What is the number of lines below that contain the word "AuthOutcome"? Respond with that number alone.

Supplied records:
'''
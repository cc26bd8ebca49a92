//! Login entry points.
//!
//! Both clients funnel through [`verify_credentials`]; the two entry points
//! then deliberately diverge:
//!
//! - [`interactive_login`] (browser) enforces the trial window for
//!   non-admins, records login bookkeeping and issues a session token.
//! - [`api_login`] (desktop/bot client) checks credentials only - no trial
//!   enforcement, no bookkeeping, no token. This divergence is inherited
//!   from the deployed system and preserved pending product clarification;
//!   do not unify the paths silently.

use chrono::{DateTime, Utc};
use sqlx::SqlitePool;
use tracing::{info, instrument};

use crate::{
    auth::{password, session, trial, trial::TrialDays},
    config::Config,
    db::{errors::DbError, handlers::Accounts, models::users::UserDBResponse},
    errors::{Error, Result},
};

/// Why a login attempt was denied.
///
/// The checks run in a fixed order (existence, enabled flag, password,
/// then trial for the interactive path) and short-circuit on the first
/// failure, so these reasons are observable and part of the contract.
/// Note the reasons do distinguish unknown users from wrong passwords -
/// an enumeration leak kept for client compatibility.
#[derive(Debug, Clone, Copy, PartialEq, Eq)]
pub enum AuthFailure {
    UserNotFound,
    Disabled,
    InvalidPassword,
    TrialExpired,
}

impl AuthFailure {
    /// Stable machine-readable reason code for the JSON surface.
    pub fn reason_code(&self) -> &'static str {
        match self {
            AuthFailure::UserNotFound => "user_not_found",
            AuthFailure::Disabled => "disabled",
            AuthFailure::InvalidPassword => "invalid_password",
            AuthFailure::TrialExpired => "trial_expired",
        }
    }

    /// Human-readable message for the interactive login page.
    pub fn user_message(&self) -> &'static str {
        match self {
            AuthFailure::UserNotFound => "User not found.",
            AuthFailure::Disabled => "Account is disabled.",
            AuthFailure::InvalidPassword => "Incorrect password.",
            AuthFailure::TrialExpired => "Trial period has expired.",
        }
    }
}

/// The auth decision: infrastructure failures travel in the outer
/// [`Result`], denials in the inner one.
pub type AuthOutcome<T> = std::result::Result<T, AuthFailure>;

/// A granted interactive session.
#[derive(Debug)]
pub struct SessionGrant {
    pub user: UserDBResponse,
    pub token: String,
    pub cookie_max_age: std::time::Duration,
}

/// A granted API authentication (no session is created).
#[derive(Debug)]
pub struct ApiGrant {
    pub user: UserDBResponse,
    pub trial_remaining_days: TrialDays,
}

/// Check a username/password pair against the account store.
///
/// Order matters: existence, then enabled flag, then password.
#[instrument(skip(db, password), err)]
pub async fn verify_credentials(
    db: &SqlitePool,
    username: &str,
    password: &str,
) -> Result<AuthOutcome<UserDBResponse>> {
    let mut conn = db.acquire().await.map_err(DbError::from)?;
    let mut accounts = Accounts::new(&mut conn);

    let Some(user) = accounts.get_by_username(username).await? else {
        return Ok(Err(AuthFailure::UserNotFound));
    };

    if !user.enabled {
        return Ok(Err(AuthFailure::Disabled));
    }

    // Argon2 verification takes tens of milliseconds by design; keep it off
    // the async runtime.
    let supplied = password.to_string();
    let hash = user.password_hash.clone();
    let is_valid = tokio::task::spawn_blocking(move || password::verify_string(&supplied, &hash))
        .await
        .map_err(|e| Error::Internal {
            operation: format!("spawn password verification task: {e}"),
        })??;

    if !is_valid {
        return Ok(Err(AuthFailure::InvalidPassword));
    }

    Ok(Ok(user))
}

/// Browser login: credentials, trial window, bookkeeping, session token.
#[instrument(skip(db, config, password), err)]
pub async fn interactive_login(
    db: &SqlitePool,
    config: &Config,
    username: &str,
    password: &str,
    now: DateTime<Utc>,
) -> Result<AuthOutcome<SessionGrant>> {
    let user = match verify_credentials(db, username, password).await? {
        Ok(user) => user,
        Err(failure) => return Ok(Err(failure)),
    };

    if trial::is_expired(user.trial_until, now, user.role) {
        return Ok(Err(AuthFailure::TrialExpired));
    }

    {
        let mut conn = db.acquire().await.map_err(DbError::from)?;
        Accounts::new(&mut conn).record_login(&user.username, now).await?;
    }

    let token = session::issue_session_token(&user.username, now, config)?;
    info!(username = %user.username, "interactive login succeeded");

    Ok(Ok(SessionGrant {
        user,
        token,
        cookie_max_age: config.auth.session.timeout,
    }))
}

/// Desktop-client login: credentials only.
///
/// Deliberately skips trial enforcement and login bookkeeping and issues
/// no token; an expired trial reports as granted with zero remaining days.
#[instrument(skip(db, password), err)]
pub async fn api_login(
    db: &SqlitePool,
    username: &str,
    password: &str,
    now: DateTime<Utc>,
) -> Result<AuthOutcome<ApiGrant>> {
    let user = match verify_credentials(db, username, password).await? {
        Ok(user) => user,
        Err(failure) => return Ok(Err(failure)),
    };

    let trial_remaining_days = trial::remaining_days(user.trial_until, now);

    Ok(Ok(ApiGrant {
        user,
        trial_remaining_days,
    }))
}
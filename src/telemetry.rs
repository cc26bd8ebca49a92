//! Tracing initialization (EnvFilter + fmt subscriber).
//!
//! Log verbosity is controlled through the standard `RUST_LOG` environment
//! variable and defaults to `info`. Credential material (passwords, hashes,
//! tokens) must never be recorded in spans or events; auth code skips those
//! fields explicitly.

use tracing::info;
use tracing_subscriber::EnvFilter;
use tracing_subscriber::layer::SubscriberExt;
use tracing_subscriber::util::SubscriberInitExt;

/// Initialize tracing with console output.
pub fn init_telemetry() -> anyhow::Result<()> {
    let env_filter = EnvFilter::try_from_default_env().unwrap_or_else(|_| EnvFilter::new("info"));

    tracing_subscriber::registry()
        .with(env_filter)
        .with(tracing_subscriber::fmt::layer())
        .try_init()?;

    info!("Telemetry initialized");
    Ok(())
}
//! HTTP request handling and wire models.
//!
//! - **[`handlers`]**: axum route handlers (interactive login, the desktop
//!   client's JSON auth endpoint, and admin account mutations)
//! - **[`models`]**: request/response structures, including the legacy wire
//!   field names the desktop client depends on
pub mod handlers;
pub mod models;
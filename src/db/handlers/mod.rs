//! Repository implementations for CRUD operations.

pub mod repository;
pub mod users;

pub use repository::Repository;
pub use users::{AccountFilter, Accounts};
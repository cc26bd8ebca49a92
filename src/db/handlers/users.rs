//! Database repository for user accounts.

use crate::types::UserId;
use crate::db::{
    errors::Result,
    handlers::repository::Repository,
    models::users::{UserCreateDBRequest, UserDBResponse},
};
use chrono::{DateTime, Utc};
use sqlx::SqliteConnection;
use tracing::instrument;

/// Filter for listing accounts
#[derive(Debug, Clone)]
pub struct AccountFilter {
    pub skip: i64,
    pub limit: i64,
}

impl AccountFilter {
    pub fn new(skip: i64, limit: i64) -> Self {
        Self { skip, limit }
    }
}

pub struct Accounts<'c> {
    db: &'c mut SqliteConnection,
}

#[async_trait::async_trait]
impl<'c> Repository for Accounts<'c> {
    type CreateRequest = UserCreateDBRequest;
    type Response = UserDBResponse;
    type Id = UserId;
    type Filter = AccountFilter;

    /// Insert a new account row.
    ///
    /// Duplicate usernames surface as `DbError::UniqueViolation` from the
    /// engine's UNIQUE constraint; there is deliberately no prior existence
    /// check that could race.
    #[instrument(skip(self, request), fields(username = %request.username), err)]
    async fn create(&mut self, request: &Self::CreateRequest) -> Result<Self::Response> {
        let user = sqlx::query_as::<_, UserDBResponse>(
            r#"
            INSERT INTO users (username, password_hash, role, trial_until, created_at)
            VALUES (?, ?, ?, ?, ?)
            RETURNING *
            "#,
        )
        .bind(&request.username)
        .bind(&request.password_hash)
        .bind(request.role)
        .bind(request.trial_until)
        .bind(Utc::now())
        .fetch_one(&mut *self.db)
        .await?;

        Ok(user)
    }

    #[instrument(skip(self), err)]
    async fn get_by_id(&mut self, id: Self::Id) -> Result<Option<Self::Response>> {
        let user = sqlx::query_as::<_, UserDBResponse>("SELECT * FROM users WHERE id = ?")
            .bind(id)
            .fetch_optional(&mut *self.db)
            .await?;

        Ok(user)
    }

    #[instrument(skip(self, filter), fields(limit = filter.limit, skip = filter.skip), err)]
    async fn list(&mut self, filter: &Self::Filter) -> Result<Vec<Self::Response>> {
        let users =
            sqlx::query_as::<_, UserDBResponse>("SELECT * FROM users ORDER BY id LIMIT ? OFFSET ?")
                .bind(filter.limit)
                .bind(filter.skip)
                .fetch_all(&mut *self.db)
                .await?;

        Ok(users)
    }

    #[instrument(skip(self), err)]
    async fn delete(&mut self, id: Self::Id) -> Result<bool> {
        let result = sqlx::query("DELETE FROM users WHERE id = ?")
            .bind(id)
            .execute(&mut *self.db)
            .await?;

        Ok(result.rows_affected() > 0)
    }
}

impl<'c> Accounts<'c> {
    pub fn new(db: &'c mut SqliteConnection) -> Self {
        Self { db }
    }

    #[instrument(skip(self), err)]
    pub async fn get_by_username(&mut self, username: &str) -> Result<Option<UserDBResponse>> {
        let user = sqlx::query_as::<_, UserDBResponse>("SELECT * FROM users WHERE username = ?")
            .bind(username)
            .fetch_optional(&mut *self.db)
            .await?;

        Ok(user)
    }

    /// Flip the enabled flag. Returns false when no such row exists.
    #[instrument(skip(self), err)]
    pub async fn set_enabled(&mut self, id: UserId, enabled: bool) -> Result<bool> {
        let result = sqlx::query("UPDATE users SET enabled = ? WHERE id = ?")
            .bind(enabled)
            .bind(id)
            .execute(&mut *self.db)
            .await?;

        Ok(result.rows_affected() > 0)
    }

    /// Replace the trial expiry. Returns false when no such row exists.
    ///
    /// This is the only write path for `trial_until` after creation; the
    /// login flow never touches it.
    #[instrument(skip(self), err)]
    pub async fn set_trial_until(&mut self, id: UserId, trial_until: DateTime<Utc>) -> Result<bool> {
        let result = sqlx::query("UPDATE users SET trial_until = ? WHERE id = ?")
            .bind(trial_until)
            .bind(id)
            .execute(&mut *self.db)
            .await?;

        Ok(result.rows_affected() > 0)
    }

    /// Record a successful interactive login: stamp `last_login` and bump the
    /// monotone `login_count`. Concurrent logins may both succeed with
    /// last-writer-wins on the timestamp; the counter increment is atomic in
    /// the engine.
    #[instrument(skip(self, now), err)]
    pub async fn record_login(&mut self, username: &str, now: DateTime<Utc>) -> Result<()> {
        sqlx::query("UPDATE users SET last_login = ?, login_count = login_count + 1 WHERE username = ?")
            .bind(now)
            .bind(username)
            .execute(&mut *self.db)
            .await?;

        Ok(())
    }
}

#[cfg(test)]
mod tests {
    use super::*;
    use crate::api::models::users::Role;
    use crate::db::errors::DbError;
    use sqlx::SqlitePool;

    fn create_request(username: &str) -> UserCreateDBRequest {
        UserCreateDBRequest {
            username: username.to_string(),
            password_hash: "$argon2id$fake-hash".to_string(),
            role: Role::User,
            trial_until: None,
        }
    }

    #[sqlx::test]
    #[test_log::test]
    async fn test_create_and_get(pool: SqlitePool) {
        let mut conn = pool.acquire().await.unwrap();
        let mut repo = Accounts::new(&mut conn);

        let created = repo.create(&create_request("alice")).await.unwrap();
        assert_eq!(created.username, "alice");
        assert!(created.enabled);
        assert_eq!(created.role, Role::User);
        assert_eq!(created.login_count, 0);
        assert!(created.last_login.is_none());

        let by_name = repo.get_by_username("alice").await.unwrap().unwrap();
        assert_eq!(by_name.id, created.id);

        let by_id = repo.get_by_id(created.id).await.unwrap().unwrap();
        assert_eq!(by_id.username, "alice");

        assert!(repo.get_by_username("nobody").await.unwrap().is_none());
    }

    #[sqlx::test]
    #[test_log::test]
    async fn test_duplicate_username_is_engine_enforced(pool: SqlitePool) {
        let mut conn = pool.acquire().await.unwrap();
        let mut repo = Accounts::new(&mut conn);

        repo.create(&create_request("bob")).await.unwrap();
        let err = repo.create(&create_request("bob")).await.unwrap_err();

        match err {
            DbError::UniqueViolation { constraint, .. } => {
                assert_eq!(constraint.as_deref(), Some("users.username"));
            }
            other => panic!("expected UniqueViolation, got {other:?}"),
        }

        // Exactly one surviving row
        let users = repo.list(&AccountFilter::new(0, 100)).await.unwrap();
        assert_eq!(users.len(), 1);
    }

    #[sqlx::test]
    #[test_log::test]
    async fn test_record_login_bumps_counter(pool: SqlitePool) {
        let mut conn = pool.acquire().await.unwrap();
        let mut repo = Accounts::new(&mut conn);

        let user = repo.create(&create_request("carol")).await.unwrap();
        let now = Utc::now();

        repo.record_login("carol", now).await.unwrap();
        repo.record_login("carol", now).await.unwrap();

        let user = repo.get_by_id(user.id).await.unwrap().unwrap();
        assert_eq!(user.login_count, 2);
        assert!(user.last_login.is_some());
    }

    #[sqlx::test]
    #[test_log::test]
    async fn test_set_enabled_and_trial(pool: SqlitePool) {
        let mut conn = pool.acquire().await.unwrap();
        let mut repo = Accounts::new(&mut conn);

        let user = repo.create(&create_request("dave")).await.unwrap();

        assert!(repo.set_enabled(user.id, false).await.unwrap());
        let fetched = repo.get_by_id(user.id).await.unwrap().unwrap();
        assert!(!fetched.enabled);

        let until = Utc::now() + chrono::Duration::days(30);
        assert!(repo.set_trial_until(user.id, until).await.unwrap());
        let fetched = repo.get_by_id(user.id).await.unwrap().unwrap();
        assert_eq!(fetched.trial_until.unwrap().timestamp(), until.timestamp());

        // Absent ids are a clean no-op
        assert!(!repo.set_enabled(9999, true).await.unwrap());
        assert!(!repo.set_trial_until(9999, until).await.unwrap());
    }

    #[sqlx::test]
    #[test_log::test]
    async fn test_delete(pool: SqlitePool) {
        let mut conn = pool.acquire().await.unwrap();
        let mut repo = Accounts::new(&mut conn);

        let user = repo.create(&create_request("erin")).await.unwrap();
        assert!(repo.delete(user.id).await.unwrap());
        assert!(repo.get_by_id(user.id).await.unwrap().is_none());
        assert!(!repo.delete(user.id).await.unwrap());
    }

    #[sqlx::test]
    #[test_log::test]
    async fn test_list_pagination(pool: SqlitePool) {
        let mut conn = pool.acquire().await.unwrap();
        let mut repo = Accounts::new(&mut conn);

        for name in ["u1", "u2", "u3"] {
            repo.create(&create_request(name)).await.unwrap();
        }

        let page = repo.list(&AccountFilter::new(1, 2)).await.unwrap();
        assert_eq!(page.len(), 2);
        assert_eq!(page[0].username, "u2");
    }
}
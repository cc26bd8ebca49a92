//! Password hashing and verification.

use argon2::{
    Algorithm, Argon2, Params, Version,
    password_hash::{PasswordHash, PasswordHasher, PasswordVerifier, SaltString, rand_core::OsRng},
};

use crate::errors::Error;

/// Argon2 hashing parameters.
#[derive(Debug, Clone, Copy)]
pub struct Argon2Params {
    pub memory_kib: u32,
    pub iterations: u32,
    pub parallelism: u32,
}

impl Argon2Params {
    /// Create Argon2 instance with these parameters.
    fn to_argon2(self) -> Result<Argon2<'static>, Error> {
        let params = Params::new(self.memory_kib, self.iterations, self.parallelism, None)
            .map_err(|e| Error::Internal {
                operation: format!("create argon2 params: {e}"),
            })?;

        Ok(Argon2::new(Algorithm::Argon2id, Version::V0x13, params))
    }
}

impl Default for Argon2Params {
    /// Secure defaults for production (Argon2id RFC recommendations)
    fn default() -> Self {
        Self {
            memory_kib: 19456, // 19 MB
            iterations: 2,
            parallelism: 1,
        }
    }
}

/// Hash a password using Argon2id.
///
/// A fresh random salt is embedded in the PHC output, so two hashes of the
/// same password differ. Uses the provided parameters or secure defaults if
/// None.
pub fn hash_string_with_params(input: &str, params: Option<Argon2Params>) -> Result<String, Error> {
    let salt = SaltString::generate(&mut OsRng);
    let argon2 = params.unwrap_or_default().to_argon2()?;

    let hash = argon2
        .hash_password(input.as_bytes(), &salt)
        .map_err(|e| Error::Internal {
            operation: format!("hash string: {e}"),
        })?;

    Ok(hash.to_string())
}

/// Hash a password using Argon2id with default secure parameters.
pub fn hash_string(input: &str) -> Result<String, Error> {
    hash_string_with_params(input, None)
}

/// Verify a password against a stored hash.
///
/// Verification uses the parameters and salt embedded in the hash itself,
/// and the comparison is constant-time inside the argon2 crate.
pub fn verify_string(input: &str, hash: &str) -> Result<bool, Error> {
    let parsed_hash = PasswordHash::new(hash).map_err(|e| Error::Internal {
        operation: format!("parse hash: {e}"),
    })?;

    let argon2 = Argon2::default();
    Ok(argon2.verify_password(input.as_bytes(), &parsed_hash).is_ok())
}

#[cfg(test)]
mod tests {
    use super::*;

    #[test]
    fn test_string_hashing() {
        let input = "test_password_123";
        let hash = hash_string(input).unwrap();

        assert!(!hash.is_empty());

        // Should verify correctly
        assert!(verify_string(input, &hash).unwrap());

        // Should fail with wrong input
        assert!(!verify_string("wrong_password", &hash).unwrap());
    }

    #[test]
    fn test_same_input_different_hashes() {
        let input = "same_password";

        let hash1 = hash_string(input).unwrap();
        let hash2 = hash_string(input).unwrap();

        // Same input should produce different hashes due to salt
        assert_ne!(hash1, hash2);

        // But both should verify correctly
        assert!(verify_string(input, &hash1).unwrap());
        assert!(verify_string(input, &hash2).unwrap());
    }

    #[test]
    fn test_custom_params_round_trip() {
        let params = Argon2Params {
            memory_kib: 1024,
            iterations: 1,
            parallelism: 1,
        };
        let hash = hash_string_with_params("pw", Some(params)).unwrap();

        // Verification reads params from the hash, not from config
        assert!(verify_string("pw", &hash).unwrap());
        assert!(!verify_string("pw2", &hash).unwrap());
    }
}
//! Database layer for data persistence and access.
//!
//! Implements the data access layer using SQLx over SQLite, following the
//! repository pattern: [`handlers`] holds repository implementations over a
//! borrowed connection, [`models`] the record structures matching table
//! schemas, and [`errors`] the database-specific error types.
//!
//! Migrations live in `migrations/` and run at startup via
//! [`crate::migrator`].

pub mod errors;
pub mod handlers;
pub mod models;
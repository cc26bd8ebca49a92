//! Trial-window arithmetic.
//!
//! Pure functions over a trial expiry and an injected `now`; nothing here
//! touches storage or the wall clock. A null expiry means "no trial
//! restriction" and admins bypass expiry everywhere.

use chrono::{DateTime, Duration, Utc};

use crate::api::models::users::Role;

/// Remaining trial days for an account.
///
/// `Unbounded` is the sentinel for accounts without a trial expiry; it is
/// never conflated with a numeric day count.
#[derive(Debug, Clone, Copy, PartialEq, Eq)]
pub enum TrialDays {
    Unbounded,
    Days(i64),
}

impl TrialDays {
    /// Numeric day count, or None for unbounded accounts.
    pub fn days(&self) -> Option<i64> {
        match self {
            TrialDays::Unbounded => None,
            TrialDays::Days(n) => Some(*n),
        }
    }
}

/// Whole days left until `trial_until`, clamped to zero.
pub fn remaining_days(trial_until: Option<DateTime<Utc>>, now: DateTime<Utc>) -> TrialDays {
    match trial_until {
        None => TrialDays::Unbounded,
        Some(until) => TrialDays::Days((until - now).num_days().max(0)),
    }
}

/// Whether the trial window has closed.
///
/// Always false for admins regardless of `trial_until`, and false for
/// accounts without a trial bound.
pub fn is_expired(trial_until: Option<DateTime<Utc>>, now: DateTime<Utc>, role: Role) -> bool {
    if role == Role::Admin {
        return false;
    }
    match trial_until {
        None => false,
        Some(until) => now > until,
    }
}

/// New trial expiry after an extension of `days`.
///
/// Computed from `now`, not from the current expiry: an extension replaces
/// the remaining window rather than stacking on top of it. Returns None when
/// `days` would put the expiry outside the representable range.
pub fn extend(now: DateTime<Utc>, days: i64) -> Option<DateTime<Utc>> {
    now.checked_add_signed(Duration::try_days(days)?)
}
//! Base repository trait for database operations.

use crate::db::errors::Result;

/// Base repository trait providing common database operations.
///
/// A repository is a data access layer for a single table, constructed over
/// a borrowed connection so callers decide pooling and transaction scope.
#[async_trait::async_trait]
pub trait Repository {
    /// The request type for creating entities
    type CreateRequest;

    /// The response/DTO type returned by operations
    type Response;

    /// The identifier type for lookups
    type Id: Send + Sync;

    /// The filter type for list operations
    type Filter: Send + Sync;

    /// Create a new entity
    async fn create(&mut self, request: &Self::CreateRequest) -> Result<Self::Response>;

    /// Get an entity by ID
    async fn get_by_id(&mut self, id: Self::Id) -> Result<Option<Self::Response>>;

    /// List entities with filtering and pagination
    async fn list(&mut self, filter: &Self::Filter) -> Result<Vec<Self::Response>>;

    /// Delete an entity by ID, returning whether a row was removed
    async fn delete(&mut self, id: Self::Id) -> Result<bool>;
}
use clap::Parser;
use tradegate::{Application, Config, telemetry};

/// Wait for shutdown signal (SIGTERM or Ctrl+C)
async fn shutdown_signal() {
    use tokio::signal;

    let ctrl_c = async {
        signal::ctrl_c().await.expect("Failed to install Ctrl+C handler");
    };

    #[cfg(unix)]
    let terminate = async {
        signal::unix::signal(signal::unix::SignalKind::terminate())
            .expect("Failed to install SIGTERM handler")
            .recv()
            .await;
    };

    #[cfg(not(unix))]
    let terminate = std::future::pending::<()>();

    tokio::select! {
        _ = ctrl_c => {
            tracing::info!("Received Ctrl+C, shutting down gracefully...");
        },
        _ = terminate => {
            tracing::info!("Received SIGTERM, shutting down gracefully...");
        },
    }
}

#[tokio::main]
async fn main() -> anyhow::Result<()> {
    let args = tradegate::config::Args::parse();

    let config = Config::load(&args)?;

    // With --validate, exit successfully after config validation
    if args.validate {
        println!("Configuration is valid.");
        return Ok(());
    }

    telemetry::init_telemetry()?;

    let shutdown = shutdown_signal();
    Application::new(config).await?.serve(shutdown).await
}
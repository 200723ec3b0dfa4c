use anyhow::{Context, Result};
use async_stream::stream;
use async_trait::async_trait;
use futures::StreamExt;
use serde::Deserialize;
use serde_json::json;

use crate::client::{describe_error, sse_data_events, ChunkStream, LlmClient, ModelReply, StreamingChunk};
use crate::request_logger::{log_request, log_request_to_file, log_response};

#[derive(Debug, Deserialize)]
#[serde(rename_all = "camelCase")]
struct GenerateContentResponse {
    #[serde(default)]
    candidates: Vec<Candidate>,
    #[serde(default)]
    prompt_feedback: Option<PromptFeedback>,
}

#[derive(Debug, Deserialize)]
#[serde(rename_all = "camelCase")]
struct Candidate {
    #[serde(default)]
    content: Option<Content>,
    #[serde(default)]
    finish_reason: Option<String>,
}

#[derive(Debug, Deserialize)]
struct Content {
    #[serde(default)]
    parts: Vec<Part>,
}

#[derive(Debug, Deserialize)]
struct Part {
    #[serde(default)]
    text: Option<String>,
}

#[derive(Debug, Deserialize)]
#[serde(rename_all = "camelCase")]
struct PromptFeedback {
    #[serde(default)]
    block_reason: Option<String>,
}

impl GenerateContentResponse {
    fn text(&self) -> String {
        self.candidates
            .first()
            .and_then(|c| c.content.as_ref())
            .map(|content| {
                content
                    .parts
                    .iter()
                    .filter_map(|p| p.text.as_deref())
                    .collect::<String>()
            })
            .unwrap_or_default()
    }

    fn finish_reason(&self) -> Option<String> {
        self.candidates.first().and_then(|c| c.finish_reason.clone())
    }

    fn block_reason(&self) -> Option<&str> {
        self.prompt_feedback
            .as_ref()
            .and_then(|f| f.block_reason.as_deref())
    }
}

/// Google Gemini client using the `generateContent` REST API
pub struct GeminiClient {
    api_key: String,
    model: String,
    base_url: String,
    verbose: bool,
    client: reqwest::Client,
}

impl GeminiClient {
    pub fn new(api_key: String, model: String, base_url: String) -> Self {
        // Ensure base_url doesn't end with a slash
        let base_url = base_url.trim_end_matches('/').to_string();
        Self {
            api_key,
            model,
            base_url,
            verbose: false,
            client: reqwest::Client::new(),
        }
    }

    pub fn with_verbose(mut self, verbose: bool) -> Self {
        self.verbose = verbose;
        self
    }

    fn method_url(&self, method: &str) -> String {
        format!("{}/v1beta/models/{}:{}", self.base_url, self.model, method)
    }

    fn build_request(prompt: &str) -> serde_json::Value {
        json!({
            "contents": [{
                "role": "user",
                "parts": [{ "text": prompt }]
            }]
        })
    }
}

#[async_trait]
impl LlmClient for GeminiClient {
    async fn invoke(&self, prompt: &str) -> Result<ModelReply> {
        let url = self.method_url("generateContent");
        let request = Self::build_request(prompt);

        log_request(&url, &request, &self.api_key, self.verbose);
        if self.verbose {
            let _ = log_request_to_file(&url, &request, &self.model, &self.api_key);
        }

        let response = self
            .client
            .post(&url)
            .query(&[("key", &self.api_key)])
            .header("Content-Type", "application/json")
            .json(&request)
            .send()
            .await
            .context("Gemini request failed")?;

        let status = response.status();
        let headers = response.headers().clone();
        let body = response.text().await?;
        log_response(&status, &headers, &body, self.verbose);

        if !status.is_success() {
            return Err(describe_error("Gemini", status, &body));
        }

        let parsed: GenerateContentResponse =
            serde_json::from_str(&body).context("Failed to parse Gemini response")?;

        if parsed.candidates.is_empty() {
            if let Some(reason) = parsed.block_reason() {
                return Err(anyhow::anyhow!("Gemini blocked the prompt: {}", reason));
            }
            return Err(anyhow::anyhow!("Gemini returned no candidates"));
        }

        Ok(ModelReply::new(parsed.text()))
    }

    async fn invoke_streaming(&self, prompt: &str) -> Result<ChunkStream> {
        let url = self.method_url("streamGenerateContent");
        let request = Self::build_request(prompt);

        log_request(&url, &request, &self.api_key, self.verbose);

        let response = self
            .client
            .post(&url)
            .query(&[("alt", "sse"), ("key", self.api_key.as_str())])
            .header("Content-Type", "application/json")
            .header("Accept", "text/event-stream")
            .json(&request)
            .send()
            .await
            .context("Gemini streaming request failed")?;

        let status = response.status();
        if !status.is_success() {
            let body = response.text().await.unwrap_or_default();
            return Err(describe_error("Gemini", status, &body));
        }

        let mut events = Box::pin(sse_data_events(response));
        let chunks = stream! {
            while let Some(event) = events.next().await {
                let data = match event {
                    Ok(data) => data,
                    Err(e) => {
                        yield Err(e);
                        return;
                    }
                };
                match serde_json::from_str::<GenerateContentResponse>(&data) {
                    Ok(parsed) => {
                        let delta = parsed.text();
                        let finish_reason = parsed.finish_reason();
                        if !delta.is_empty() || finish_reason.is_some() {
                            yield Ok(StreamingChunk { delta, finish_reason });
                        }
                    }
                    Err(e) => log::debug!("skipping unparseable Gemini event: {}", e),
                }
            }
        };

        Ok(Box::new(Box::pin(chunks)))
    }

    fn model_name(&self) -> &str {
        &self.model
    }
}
'''
Solution:
4